Friday, September 2, 2011

Are you scared?

I've been asked that question many times whenever the baby wiggles her way into a conversation.

Aren't you scared it's going to hurt?
your epidural won't work?
you'll go to the bathroom during the delivery?
you won't be able to breastfeed?
you will have to have a c-section?
Aren't you scared to take care of a new baby?

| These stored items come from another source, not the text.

//! Management API router — mounts all GRC endpoints under /api/v1.

use crate::auth::auth_middleware;
use crate::handlers::{self, ManagementState};
use axum::middleware;
use axum::routing::{delete, get, post, put};
use axum::Router;

/// Build the management router. Login, signup and activation are public;
/// everything else sits behind the bearer token middleware.
pub fn management_router(state: ManagementState) -> Router {
    let public = Router::new()
        .route("/api/v1/auth/login", post(handlers::handle_login))
        .route("/api/v1/tenants", post(handlers::signup))
        .route("/api/v1/tenants/activate", post(handlers::activate_tenant));

    let protected = Router::new()
        // Auth
        .route("/api/v1/auth/logout", post(handlers::handle_logout))
        .route("/api/v1/auth/me", get(handlers::whoami))
        .route("/api/v1/auth/api-keys", post(handlers::create_api_key))
        // Tenant administration
        .route("/api/v1/admin/tenants", get(handlers::list_tenants))
        .route(
            "/api/v1/admin/tenants/:id",
            get(handlers::get_tenant).delete(handlers::delete_tenant),
        )
        .route("/api/v1/admin/tenants/:id/suspend", post(handlers::suspend_tenant))
        .route("/api/v1/admin/tenants/:id/reactivate", post(handlers::reactivate_tenant))
        .route("/api/v1/admin/tenants/:id/archive", post(handlers::archive_tenant))
        // Users & roles
        .route("/api/v1/users", get(handlers::list_users).post(handlers::create_user))
        .route("/api/v1/users/:id/roles", post(handlers::assign_user_role))
        .route("/api/v1/users/:id/deactivate", post(handlers::deactivate_user))
        .route("/api/v1/roles", get(handlers::list_roles))
        // Onboarding
        .route("/api/v1/onboarding/sections", get(handlers::wizard_sections))
        .route("/api/v1/onboarding/wizard", get(handlers::get_wizard))
        .route("/api/v1/onboarding/wizard/start", post(handlers::start_wizard))
        .route("/api/v1/onboarding/wizard/sections/:section", put(handlers::save_wizard_section))
        .route("/api/v1/onboarding/wizard/minimal", post(handlers::save_minimal_onboarding))
        .route("/api/v1/onboarding/wizard/validate", get(handlers::validate_wizard))
        .route("/api/v1/onboarding/wizard/complete", post(handlers::complete_wizard))
        .route("/api/v1/onboarding/status", get(handlers::onboarding_status))
        .route("/api/v1/onboarding/next-step", get(handlers::onboarding_next_step))
        .route("/api/v1/onboarding/resume", get(handlers::onboarding_resume))
        .route("/api/v1/onboarding/can-proceed/:step", get(handlers::onboarding_can_proceed))
        .route("/api/v1/onboarding/scope/review", post(handlers::review_scope))
        .route("/api/v1/onboarding/plan", post(handlers::create_onboarding_plan))
        // Profile, scope & rules
        .route("/api/v1/profile", get(handlers::get_profile))
        .route("/api/v1/scope", get(handlers::get_scope))
        .route("/api/v1/scope/derive", post(handlers::derive_scope))
        .route("/api/v1/rulesets", get(handlers::list_rulesets).post(handlers::create_ruleset))
        .route("/api/v1/rulesets/:id/activate", post(handlers::activate_ruleset))
        .route("/api/v1/rulesets/:id/rules", post(handlers::add_rule))
        .route("/api/v1/rule-executions", get(handlers::rule_executions))
        // Assets
        .route("/api/v1/assets", get(handlers::list_assets).post(handlers::create_asset))
        .route("/api/v1/assets/:id", get(handlers::get_asset).delete(handlers::delete_asset))
        // Risks
        .route("/api/v1/risks", get(handlers::list_risks).post(handlers::create_risk))
        .route(
            "/api/v1/risks/:id",
            get(handlers::get_risk).put(handlers::update_risk).delete(handlers::delete_risk),
        )
        .route("/api/v1/risks/:id/accept", post(handlers::accept_risk))
        .route("/api/v1/risks/:id/mitigate", post(handlers::mitigate_risk))
        .route(
            "/api/v1/risks/:id/controls",
            get(handlers::risk_controls).post(handlers::link_risk_control),
        )
        .route("/api/v1/risks/:id/effectiveness", get(handlers::risk_effectiveness))
        // Controls
        .route("/api/v1/controls", get(handlers::list_controls).post(handlers::create_control))
        .route(
            "/api/v1/controls/:id",
            get(handlers::get_control)
                .put(handlers::update_control)
                .delete(handlers::delete_control),
        )
        .route("/api/v1/controls/:id/tests", post(handlers::record_control_test))
        // Assessments
        .route(
            "/api/v1/assessments",
            get(handlers::list_assessments).post(handlers::create_assessment),
        )
        .route("/api/v1/assessments/:id", get(handlers::get_assessment))
        .route("/api/v1/assessments/:id/requirements", post(handlers::add_requirement))
        .route("/api/v1/assessments/:id/start", post(handlers::start_assessment))
        .route("/api/v1/assessments/:id/submit", post(handlers::submit_assessment))
        .route("/api/v1/assessments/:id/complete", post(handlers::complete_assessment))
        .route("/api/v1/assessments/:id/score", get(handlers::assessment_score))
        .route("/api/v1/assessments/:id/generate-risks", post(handlers::generate_gap_risks))
        // Evidence
        .route("/api/v1/evidence", get(handlers::list_evidence).post(handlers::create_evidence))
        .route(
            "/api/v1/evidence/:id",
            get(handlers::get_evidence).delete(handlers::delete_evidence),
        )
        .route("/api/v1/evidence/:id/submit", post(handlers::submit_evidence))
        .route("/api/v1/evidence/:id/review", post(handlers::start_evidence_review))
        .route("/api/v1/evidence/:id/score", post(handlers::score_evidence))
        .route("/api/v1/evidence/:id/request-changes", post(handlers::request_evidence_changes))
        .route("/api/v1/evidence/:id/reject", post(handlers::reject_evidence))
        // Governance policies
        .route("/api/v1/policies", get(handlers::list_policies).post(handlers::create_policy))
        .route(
            "/api/v1/policies/:id",
            get(handlers::get_policy).put(handlers::update_policy).delete(handlers::delete_policy),
        )
        .route("/api/v1/policies/:id/submit", post(handlers::submit_policy))
        .route("/api/v1/policies/:id/request-changes", post(handlers::request_policy_changes))
        .route("/api/v1/policies/:id/approve", post(handlers::approve_policy))
        .route("/api/v1/policies/:id/publish", post(handlers::publish_policy))
        .route("/api/v1/policies/:id/retire", post(handlers::retire_policy))
        .route("/api/v1/policies/:id/compliance", get(handlers::policy_compliance))
        .route(
            "/api/v1/policies/:id/violations",
            get(handlers::list_policy_violations).post(handlers::record_policy_violation),
        )
        .route("/api/v1/policy-violations/:id/resolve", post(handlers::resolve_policy_violation))
        // Audit engagements
        .route("/api/v1/audits", get(handlers::list_audits).post(handlers::create_audit))
        .route("/api/v1/audits/:id", get(handlers::get_audit))
        .route("/api/v1/audits/:id/transition", post(handlers::transition_audit))
        .route("/api/v1/audits/:id/findings", post(handlers::add_audit_finding))
        .route(
            "/api/v1/audits/:id/findings/:finding_id/remediate",
            post(handlers::remediate_finding),
        )
        .route("/api/v1/audits/:id/findings/:finding_id/close", post(handlers::close_finding))
        // Workflows
        .route("/api/v1/workflows", get(handlers::list_workflows).post(handlers::start_workflow))
        .route("/api/v1/workflows/:id", get(handlers::get_workflow))
        .route("/api/v1/workflows/:id/transition", post(handlers::transition_workflow))
        .route("/api/v1/workflows/:id/tasks", get(handlers::workflow_tasks))
        .route("/api/v1/workflows/:id/history", get(handlers::workflow_history))
        .route("/api/v1/tasks/:id", get(handlers::get_task))
        .route("/api/v1/tasks/:id/transition", post(handlers::transition_task))
        .route("/api/v1/escalations/run", post(handlers::escalate_overdue))
        // Approvals
        .route("/api/v1/approvals", get(handlers::list_approvals).post(handlers::submit_approval))
        .route("/api/v1/approvals/:id", get(handlers::get_approval))
        .route("/api/v1/approvals/:id/decisions", post(handlers::record_approval_decision))
        .route("/api/v1/approvals/:id/resubmit", post(handlers::resubmit_approval))
        .route("/api/v1/approvals/:id/history", get(handlers::approval_history))
        .route("/api/v1/me/tasks", get(handlers::my_tasks))
        .route("/api/v1/me/approvals", get(handlers::my_approvals))
        // Teams, RACI & routing
        .route("/api/v1/teams", get(handlers::list_teams).post(handlers::create_team))
        .route("/api/v1/teams/:id", get(handlers::get_team))
        .route("/api/v1/teams/:id/members", post(handlers::add_team_member))
        .route("/api/v1/teams/:id/members/:user_id", delete(handlers::remove_team_member))
        .route("/api/v1/raci", get(handlers::list_raci).post(handlers::assign_raci))
        .route("/api/v1/routing/resolve", get(handlers::resolve_assignees))
        // Dashboard
        .route("/api/v1/dashboard", get(handlers::dashboard_summary))
        .route("/api/v1/dashboard/risks/heat-map", get(handlers::risk_heat_map))
        .route("/api/v1/dashboard/risks/posture", get(handlers::risk_posture))
        .route("/api/v1/dashboard/evidence", get(handlers::evidence_statistics))
        .route("/api/v1/dashboard/tasks/overdue", get(handlers::overdue_tasks))
        .route("/api/v1/dashboard/findings/overdue", get(handlers::overdue_findings))
        // Audit trail
        .route("/api/v1/audit-trail", get(handlers::audit_trail))
        .route("/api/v1/audit-trail/report", get(handlers::audit_report))
        .route("/api/v1/audit-trail/verify", get(handlers::verify_audit_chain))
        .route(
            "/api/v1/audit-trail/resources/:resource_type/:resource_id",
            get(handlers::resource_history),
        )
        // Policy evaluation
        .route("/api/v1/policy/evaluate", post(handlers::evaluate_policy))
        .route("/api/v1/policy/documents", get(handlers::list_policy_documents))
        .route_layer(middleware::from_fn_with_state(state.clone(), auth_middleware));

    public.merge(protected).with_state(state)
}

#[cfg(test)]
mod tests {
    use super::*;
    use axum::body::Body;
    use axum::http::{Request, StatusCode};
    use grc_core::config::AppConfig;
    use http_body_util::BodyExt;
    use tower::ServiceExt;

    fn app() -> Router {
        let state = ManagementState::new(&AppConfig::default()).unwrap();
        management_router(state)
    }

    async fn login(app: &Router) -> String {
        let body = serde_json::json!({
            "tenant_slug": handlers::DEMO_TENANT_SLUG,
            "email": handlers::DEMO_ADMIN_EMAIL,
            "password": handlers::DEMO_PASSWORD,
        });
        let resp = app
            .clone()
            .oneshot(
                Request::post("/api/v1/auth/login")
                    .header("content-type", "application/json")
                    .body(Body::from(body.to_string()))
                    .unwrap(),
            )
            .await
            .unwrap();
        assert_eq!(resp.status(), StatusCode::OK);
        let bytes = resp.into_body().collect().await.unwrap().to_bytes();
        let json: serde_json::Value = serde_json::from_slice(&bytes).unwrap();
        json["token"].as_str().unwrap().to_string()
    }

    #[tokio::test]
    async fn test_protected_routes_require_token() {
        let app = app();
        let resp = app
            .oneshot(Request::get("/api/v1/risks").body(Body::empty()).unwrap())
            .await
            .unwrap();
        assert_eq!(resp.status(), StatusCode::UNAUTHORIZED);
    }

    #[tokio::test]
    async fn test_login_then_list_roles() {
        let app = app();
        let token = login(&app).await;
        let resp = app
            .oneshot(
                Request::get("/api/v1/roles")
                    .header("authorization", format!("Bearer {token}"))
                    .body(Body::empty())
                    .unwrap(),
            )
            .await
            .unwrap();
        assert_eq!(resp.status(), StatusCode::OK);
        let bytes = resp.into_body().collect().await.unwrap().to_bytes();
        let roles: serde_json::Value = serde_json::from_slice(&bytes).unwrap();
        assert_eq!(roles.as_array().unwrap().len(), 8);
    }

    #[tokio::test]
    async fn test_wrong_password_is_unauthorized() {
        let app = app();
        let body = serde_json::json!({
            "tenant_slug": handlers::DEMO_TENANT_SLUG,
            "email": handlers::DEMO_ADMIN_EMAIL,
            "password": "not-the-password",
        });
        let resp = app
            .oneshot(
                Request::post("/api/v1/auth/login")
                    .header("content-type", "application/json")
                    .body(Body::from(body.to_string()))
                    .unwrap(),
            )
            .await
            .unwrap();
        assert_eq!(resp.status(), StatusCode::UNAUTHORIZED);
    }
}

Well, in short, yes and no. Here are the things I think about:

LABOR PAINS
Nobody likes to be in pain. I really don't like to be in pain. I cried when I got my ears double-pierced. So, to say that I am not nervous about the pain would be false. Of course it's scary. But, pain is fleeting and it won't last forever.

DELIVERY
I would say that I am a little hesitant about the birth, but I believe that's normal and expected (especially for a new mama). Thankfully, I have complete confidence in Doctor Johnson. She has the best of intentions to keep me and my baby safe. The trust is there 100%.

BREASTFEEDING
I sometimes get nervous when I think about difficulties friends of mine have had when trying to breastfeed. That is usually a fleeting fear, though, when I remember that it's natural. My body was meant to do it. The baby is born with the instincts to do it. Sure, it may take time for me and baby to learn, but we'll just take it one day at a time.

HOSPITAL STAY
I'd be lying if I said I was thrilled about the thought of staying in the hospital. For some reason, they have always freaked me out. Something about the smells, the sick people, the heinous carpeting, dark rooms, the needles, blood and bland food. I'm just choosing to trust that everything will be fine. If it's the best place for me and baby, then I am okay with being there. Because I don't know how I will feel post-birth, I've decided that I my best plan is to just be honest with the people that come to visit. If I don't feel up to having visitors, we'll reschedule for when I'm home. If I need privacy or quiet time, I'll voice that. If I am tired and want baby to be in the nursery for a while, that's okay. It doesn't mean I'm a bad mama. It means I have to take care of myself in order to be a better mama. And nobody is going to begrudge a tired, new mama for being honest.

NEWBORN STAGE
But as far as bringing baby home and caring for a newborn? I'm not scared. I have complete trust in my mothering instincts and know that I have learned many tricks of the trade while helping with my newborn nieces. One of my favorite bloggers said it best:

You have everything it takes.
You just don't know it yet.
Whenever you feel
exhausted,
confused,
incapable,
or at your wit's end...
look within.
Trust your instincts.


I truly believe that. Women have been having babies and raising children for years. I feel honored to be able to follow in their footsteps. This will be one life-changing journey and I'm ready to jump right in. Mostly, I just can't wait to meet this little lady twirling around in my belly!